At this point, the development and testing of the robot represents a pilot study. After the group has proven it can work, they plan to submit a follow up proposal and, eventually, to apply for approval from the Food and Drug Administration.
Ramakrishnan estimates the robot will cost around $30,000, which is about the same cost as a motorized wheelchair. He is unsure whether Medicare will cover this expense.
As a part of the development, Ramakrishnan recognizes that the first goal, similar to the Hippocratic Oath doctors take, is to do no harm. He and his team are incorporating safety features that make the robot withdraw automatically if it gets too close to someone.
A key part of the team
Vibha Mullick, a Senior Web and Database Analyst in Computer Science and resident of South Setauket, will be a key team member on the project.
Mullick has been caring for her husband Anuraag Mullick, who is 64 and was diagnosed with ALS in 2016. Anuraag Mullick is confined to a wheelchair where he can’t swallow or breathe on his own.
“My husband also wants to participate” in the development, said Mullick, who spends considerable time reading his lips.
Caring for her husband is a full-time job. She said she can’t leave him alone for more than five or 10 minutes, as she has to suction out saliva he can’t swallow and that would cause him to choke. When she’s at work, a nurse takes care of him. At night, if she can’t get a nurse, she remains on call.
If her husband, who is in the last stage of ALS, needs to turn at night, use the bathroom or needs anything he makes a clicking sound, which wakes her up so she can tend to his needs.
“It tires me out,” Mullick said. In addition, she struggles to take care of typical household chores, which means she can’t always do the dishes or wash the laundry. She suggested a robot could help caregivers as well as ALS patients.
In the earlier stages of ALS, people can have issues with falling. Mullick suggests a robot could steady the person so they can walk. She has shared the news about the project with other members of the ALS community.
“They are excited about it and encouraged,” she said.
Origin of the project
The idea for this effort started with a meeting between Ramakrishnan and the late Brooke Ellison, a well-known and much beloved Associate Professor at Stony Brook University who didn’t allow a paralyzing car accident to keep her from inspiring, educating and advocating for people with disabilities.
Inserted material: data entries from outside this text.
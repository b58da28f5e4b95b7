//! Melody tables for the five alarm sounds

use chime_core::sound::AlarmSound;

/// One note; `freq_hz == 0` is a rest
#[derive(Debug, Clone, Copy)]
pub struct Note {
    pub freq_hz: u16,
    pub ms: u16,
}

const fn n(freq_hz: u16, ms: u16) -> Note {
    Note { freq_hz, ms }
}

const REST: u16 = 0;
const C5: u16 = 523;
const D5: u16 = 587;
const E5: u16 = 659;
const F5: u16 = 698;
const G5: u16 = 784;
const A5: u16 = 880;
const B5: u16 = 988;
const C6: u16 = 1047;
const E6: u16 = 1319;
const G6: u16 = 1568;

/// Classic double beep
const ALARM1: &[Note] = &[
    n(A5, 120),
    n(REST, 80),
    n(A5, 120),
    n(REST, 600),
];

/// Rising arpeggio
const ALARM2: &[Note] = &[
    n(C5, 150),
    n(E5, 150),
    n(G5, 150),
    n(C6, 300),
    n(REST, 400),
];

/// Two-tone siren
const ALARM3: &[Note] = &[
    n(E6, 250),
    n(B5, 250),
    n(E6, 250),
    n(B5, 250),
];

/// Short scale run
const ALARM4: &[Note] = &[
    n(C5, 100),
    n(D5, 100),
    n(E5, 100),
    n(F5, 100),
    n(G5, 100),
    n(A5, 100),
    n(B5, 100),
    n(C6, 200),
    n(REST, 300),
];

/// Fast chirps
const ALARM5: &[Note] = &[
    n(G6, 60),
    n(REST, 40),
    n(G6, 60),
    n(REST, 40),
    n(G6, 60),
    n(REST, 500),
];

/// Notes for a sound
pub fn melody(sound: AlarmSound) -> &'static [Note] {
    match sound {
        AlarmSound::Alarm1 => ALARM1,
        AlarmSound::Alarm2 => ALARM2,
        AlarmSound::Alarm3 => ALARM3,
        AlarmSound::Alarm4 => ALARM4,
        AlarmSound::Alarm5 => ALARM5,
    }
}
Encouraged by SBU Distinguished Professor Miriam Rafailovich, who was a friend of Ellison’s, Ramakrishnan met with Ellison, whose mother Jean spent years working tirelessly by her side when she earned a degree at Harvard and worked at Stony Brook.
Ramakrishnan, who developed assistive computer interactions technologies for people with vision impairments, asked Ellison what a robot arm could do for her and mean for her.
He recalled Ellison telling him that a robot arm would “transform my life,” by helping feed her, set her hair, or even scratch an itch.
“That moved me a lot,” said Ramakrishnan.
While CART will work with one population of patients, it could become a useful tool for patients and their caregivers in other circumstances, possibly as a nursing assistant or for aging in place.
Road to Stony Brook
Ramakrishnan, who is a resident of East Setauket, was born in Southern Tamil Nadu in India and attended high school in what was then called Bombay and is now Mumbai.
He earned his undergraduate degree from the Indian Institute of Technology and his PhD from the University of Texas at Austin.
Ramakrishnan is married to Pramila Venkateswaran, an award-winning poet and is retiring this summer after 33 years as a Professor of English at Nassau Community College. The couple has two grown children, Aditi Ramakrishnan, who is a physician scientist at the Washington University in St. Louis and Amrita Mitchell-Krishnan, who is a clinical pediatric psychologist.
As for the work on CART, Ramakrishnan is eager to help patients and caregivers. The ultimate goal is to “reduce the caregiving burden,” he said.